A week ago this morning, the possibility of action seemed almost plausible. House Minority Leader Kevin McCarthy told CNN and Punchbowl News that it was “appalling and wrong” for Gosar and Greene to attend the America First Political Action Conference (AFPAC).
“There’s no place in our party for any of this,” the House GOP leader said. “The party should not be associated any time, any place with somebody who is anti-Semitic.... This is unacceptable.” McCarthy added that he planned to discuss the “appalling“ matter with the right-wing duo.
A week later, there’s reason to believe Republican leaders are prepared to accept that which they saw as unacceptable. Politico reported this morning:
It’s not yet clear when Kevin McCarthy will have his promised conversation with two divisive House conservatives who spoke at a white nationalist event — and whenever he does, the talk likely won’t amount to much.... McCarthy’s office confirmed to POLITICO that he hasn’t yet spoken to the two but still plans to.
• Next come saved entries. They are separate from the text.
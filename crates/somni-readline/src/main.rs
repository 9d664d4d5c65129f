//! Interactive REPL that drives the turn pipeline end to end.
//!
//! Run with `--offline` to use a scripted capability instead of real API
//! keys, and `--social` for the compact single-turn output mode.

mod scripted;

use std::sync::Arc;

use anyhow::Result;
use colored::Colorize;
use rustyline::error::ReadlineError;
use rustyline::DefaultEditor;

use scripted::ScriptedCapability;
use somni_application::TurnUseCase;
use somni_core::capability::CompletionAgent;
use somni_core::knowledge::BuiltinKnowledge;
use somni_core::session::ChatMessage;
use somni_core::turn::{OutputMode, TurnRequest, TurnResponse};

#[tokio::main]
async fn main() -> Result<()> {
    tracing_subscriber::fmt()
        .with_env_filter(tracing_subscriber::EnvFilter::from_default_env())
        .init();

    let args: Vec<String> = std::env::args().collect();
    let offline = args.iter().any(|a| a == "--offline");
    let social = args.iter().any(|a| a == "--social");

    let (fast, quality): (Arc<dyn CompletionAgent>, Arc<dyn CompletionAgent>) = if offline {
        let agent = Arc::new(ScriptedCapability);
        (agent.clone(), agent)
    } else {
        somni_interaction::agent_pair_from_env()?
    };
    let usecase = TurnUseCase::new(fast, quality, Arc::new(BuiltinKnowledge));

    let mut rl = DefaultEditor::new()?;

    println!("{}", "=== Somni ===".bright_magenta().bold());
    println!(
        "{}",
        "Tell me about your child's sleep. Answer chips by number or free text; 'quit' to exit."
            .bright_black()
    );
    println!();

    let mut messages: Vec<ChatMessage> = Vec::new();
    let mut session_id: Option<String> = None;
    let mut extracted_fields = None;
    let mut questions_asked = None;
    let mut last_chips: Vec<String> = Vec::new();

    loop {
        let line = match rl.readline(">> ") {
            Ok(line) => line,
            Err(ReadlineError::Interrupted) | Err(ReadlineError::Eof) => {
                println!("{}", "Goodbye!".bright_green());
                break;
            }
            Err(err) => return Err(err.into()),
        };

        let trimmed = line.trim();
        if trimmed.is_empty() {
            continue;
        }
        if trimmed == "quit" || trimmed == "exit" {
            println!("{}", "Goodbye!".bright_green());
            break;
        }
        let _ = rl.add_history_entry(trimmed);

        // A bare number picks the matching chip from the last question.
        let content = trimmed
            .parse::<usize>()
            .ok()
            .and_then(|n| n.checked_sub(1))
            .and_then(|i| last_chips.get(i).cloned())
            .unwrap_or_else(|| trimmed.to_string());

        messages.push(ChatMessage::user(content));

        let request = TurnRequest {
            messages: messages.clone(),
            session_id: session_id.clone(),
            extracted_fields: extracted_fields.clone(),
            questions_asked,
            output_mode: social.then_some(OutputMode::Social),
        };

        match usecase.handle_turn(request).await {
            TurnResponse::NeedsInfo {
                session_id: sid,
                extracted_fields: fields,
                follow_up_question,
                quick_replies,
                questions_asked: asked,
            } => {
                println!("{}", follow_up_question.bright_blue());
                for (i, chip) in quick_replies.iter().enumerate() {
                    println!("  {}", format!("{}. {}", i + 1, chip).yellow());
                }
                println!();
                messages.push(ChatMessage::assistant(&follow_up_question));
                session_id = Some(sid);
                extracted_fields = Some(fields);
                questions_asked = Some(asked);
                last_chips = quick_replies;
            }
            TurnResponse::Complete {
                intro_message,
                schedule_markdown,
                ..
            } => {
                println!("{}", intro_message.bright_blue());
                println!();
                for line in schedule_markdown.lines() {
                    println!("{line}");
                }
                println!();
                println!("{}", "Sleep well!".bright_green());
                break;
            }
            TurnResponse::Error { error } => {
                println!("{}", error.red());
                break;
            }
            TurnResponse::RateLimited { message, .. } => {
                println!("{}", message.yellow());
                break;
            }
        }
    }

    Ok(())
}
As we discussed last week, the party has some options. McCarthy & Co. could, for example, kick Gosar and Greene out of the GOP conference. The party could also announce that it will not support the members’ re-election campaigns — akin to what the party has already done to Reps. Liz Cheney and Adam Kinzinger, because of their efforts to help lead the investigation into the Jan. 6 attack. Republicans could also agree to censure the duo.
The minority leader, who vowed in November to reward Greene and Gosar with new committee assignments in the next Congress, could even announce that he’s changed his mind about what he said four months ago, and he will no longer support giving Greene and Gosar committee assignments in the next Congress.
None of this has happened, and by all appearances, it seems unlikely that GOP leaders will do much of anything.
Two years ago, following a lengthy list of racist incidents, House Republican leaders agreed to strip then-Rep. Steve King of his committee assignments. McCarthy said at the time that his conference simply could not “tolerate” the Iowan’s racism any longer.
In the two years that followed, King could vote on bills once they reached the House floor, but his presence on Capitol Hill was otherwise rendered meaningless. A year and a half later, his constituents brought King’s toxic career to an end with a defeat in a Republican primary.
That was in the last Congress. In this Congress, after two sitting GOP members attended a white nationalist event, McCarthy described their actions as “unacceptable,” and then proceeded to do nothing.
It remains a possibility that the would-be Speaker is simply taking his time, and he’ll eventually impose meaningful punishments on Gosar and Greene. But a week later, McCarthy and his party seem far more invested in the hopes that everyone will move on and simply forget what happened.